Or, les émotions ne sont pas continues; elles ont un point extrême et
un point mort. Le cœur éprouve, au moral, une systole et une diastole,
une période de contraction, une période de relâchement. On peut
appeler _crise_ ou _aventure_ le point extrême de l'émotion. Chaque
fois que la double oscillation du monde extérieur et du monde intérieur
amène une rencontre, il y a une «aventure» ou une «crise». Puis les
deux vies reprennent leur indépendance, chacune fécondée par l'autre.

Depuis la grande renaissance romantique, la littérature a parcouru tous
les moments de la période de relâchement du cœur, toutes les émotions
lentes et passives.
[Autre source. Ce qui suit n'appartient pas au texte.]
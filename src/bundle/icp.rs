//! Staleness tracking for inactive cutting planes

/// Counts, for every live plane, the consecutive rounds in which its dual
/// variable stayed negligible.
pub struct IcpTracker {
    counter: Vec<usize>,
    clean_after: usize,
    beta_eps: f64,
}

impl IcpTracker {
    pub fn new(buf_size: usize, clean_after: usize, beta_eps: f64) -> IcpTracker {
        IcpTracker {
            counter: Vec::with_capacity(buf_size),
            clean_after,
            beta_eps,
        }
    }

    /// Registers a freshly appended plane.
    pub fn push(&mut self) {
        self.counter.push(0);
    }

    /// Updates the counters from the current dual variables and returns
    /// the number of non-negligible entries.
    pub fn observe(&mut self, beta: &[f64]) -> usize {
        let mut nza = 0;
        for (cnt, &bi) in self.counter.iter_mut().zip(beta.iter()) {
            if bi > self.beta_eps {
                nza += 1;
                *cnt = 0;
            } else {
                *cnt += 1;
            }
        }
        nza
    }

    /// Returns the indices of planes that have not gone stale, in order.
    pub fn survivors(&self) -> Vec<usize> {
        (0..self.counter.len())
            .filter(|&i| self.counter[i] < self.clean_after)
            .collect()
    }

    /// Drops the counters of removed planes, in lock-step with the store.
    pub fn compact(&mut self, keep: &[usize]) {
        for (ni, &oi) in keep.iter().enumerate() {
            self.counter[ni] = self.counter[oi];
        }
        self.counter.truncate(keep.len());
    }
}

#[cfg(test)]
mod tests {
    use super::*;

    #[test]
    fn counters_reset_on_active_planes() {
        let mut icp = IcpTracker::new(4, 2, 0.0);
        icp.push();
        icp.push();
        assert_eq!(icp.observe(&[0.5, 0.0]), 1);
        assert_eq!(icp.observe(&[0.0, 0.5]), 1);
        // plane 0 inactive for one round only, both still survive
        assert_eq!(icp.survivors(), vec![0, 1]);
        assert_eq!(icp.observe(&[0.0, 0.5]), 1);
        assert_eq!(icp.survivors(), vec![1]);
    }

    #[test]
    fn negligibility_threshold_is_respected() {
        let mut icp = IcpTracker::new(2, 1, 1e-6);
        icp.push();
        icp.push();
        assert_eq!(icp.observe(&[1e-9, 1e-3]), 1);
        assert_eq!(icp.survivors(), vec![1]);
    }

    #[test]
    fn compact_keeps_counters_aligned() {
        let mut icp = IcpTracker::new(3, 3, 0.0);
        for _ in 0..3 {
            icp.push();
        }
        icp.observe(&[0.0, 1.0, 0.0]);
        icp.compact(&[1, 2]);
        icp.observe(&[1.0, 0.0]);
        icp.observe(&[1.0, 0.0]);
        // old plane 2 carried one stale round across the compaction
        assert_eq!(icp.survivors(), vec![0]);
    }
}
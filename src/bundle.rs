//! Cutting-plane bundle method (BMRM)

mod icp;
mod params;
mod store;

pub use self::params::Params;
pub use self::store::CuttingPlaneStore;

mod solve;
pub use solve::{solve, solve_with_status};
A cela devaient aboutir les descriptions de la vie
psychologique et de la vie physiologique déterminées. A cela aboutira
le roman des masses, si on y fait disparaître l'individu.
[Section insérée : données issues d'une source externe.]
use crate::qp::QpStatusCode;
use serde::{Deserialize, Serialize};

#[derive(Clone, Debug, PartialEq, Serialize, Deserialize)]
/// Possible outcomes of the bundle method
pub enum StatusCode {
    /// Optimization not started
    Initialized,
    /// Duality gap below the relative tolerance
    OptimalRelative,
    /// Duality gap below the absolute tolerance
    OptimalAbsolute,
    /// Cutting-plane buffer is full and no further reduction is possible
    BufferExceeded,
    /// Requested buffer could not be allocated
    AllocationFailure,
    /// Maximum number of rounds reached
    MaxSteps,
    /// Time limit reached
    TimeLimit,
    /// Stopped by the callback function
    Callback,
}

#[derive(Clone, Debug, Serialize, Deserialize)]
/// A struct containing information about the current point and state of the bundle method
pub struct Status {
    /// Primal weight vector
    pub w: Vec<f64>,
    /// Dual variables of the cutting-plane subproblem (one per live plane)
    pub beta: Vec<f64>,
    /// Primal objective value `R(w) + λ/2 ‖w‖²`
    pub fp: f64,
    /// Dual objective value (lower bound on `fp`)
    pub fd: f64,
    /// Risk value at `w`
    pub risk: f64,
    /// Number of live cutting planes
    pub ncp: usize,
    /// Number of non-negligible dual variables
    pub nza: usize,
    /// Number of conducted rounds
    pub steps: usize,
    /// Elapsed time (in seconds)
    pub time: f64,
    /// Current status
    pub code: StatusCode,
    /// Exit flag of the most recent subproblem solve
    pub qp_code: QpStatusCode,
    /// History of primal objective values (one entry per round)
    pub hist_fp: Vec<f64>,
    /// History of dual objective values
    pub hist_fd: Vec<f64>,
    /// History of distances between consecutive weight vectors
    pub hist_wdist: Vec<f64>,
}

impl Status {
    /// Create a [`Status`] struct with default initialization for dimension `n`
    pub fn new(n: usize) -> Status {
        Status {
            w: vec![0.0; n],
            beta: Vec::new(),
            fp: f64::INFINITY,
            fd: f64::NEG_INFINITY,
            risk: f64::INFINITY,
            ncp: 0,
            nza: 0,
            steps: 0,
            time: 0.0,
            code: StatusCode::Initialized,
            qp_code: QpStatusCode::Initialized,
            hist_fp: Vec::new(),
            hist_fd: Vec::new(),
            hist_wdist: Vec::new(),
        }
    }

    /// Duality gap `fp - fd` of the current round
    pub fn gap(&self) -> f64 {
        self.fp - self.fd
    }
}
Mais la fin du siècle sera peut-être menée par la devise du poète Walt
Whitman: _Soi-Même et en Masse_. La littérature célébrera les émotions
violentes et actives. L'homme libre ne sera pas asservi au déterminisme
des phénomènes de l'âme et du corps. L'individu n'obéira pas au
despotisme des masses, ou il les suivra volontairement. Il se laissera
aller à l'imagination et à son goût de vivre.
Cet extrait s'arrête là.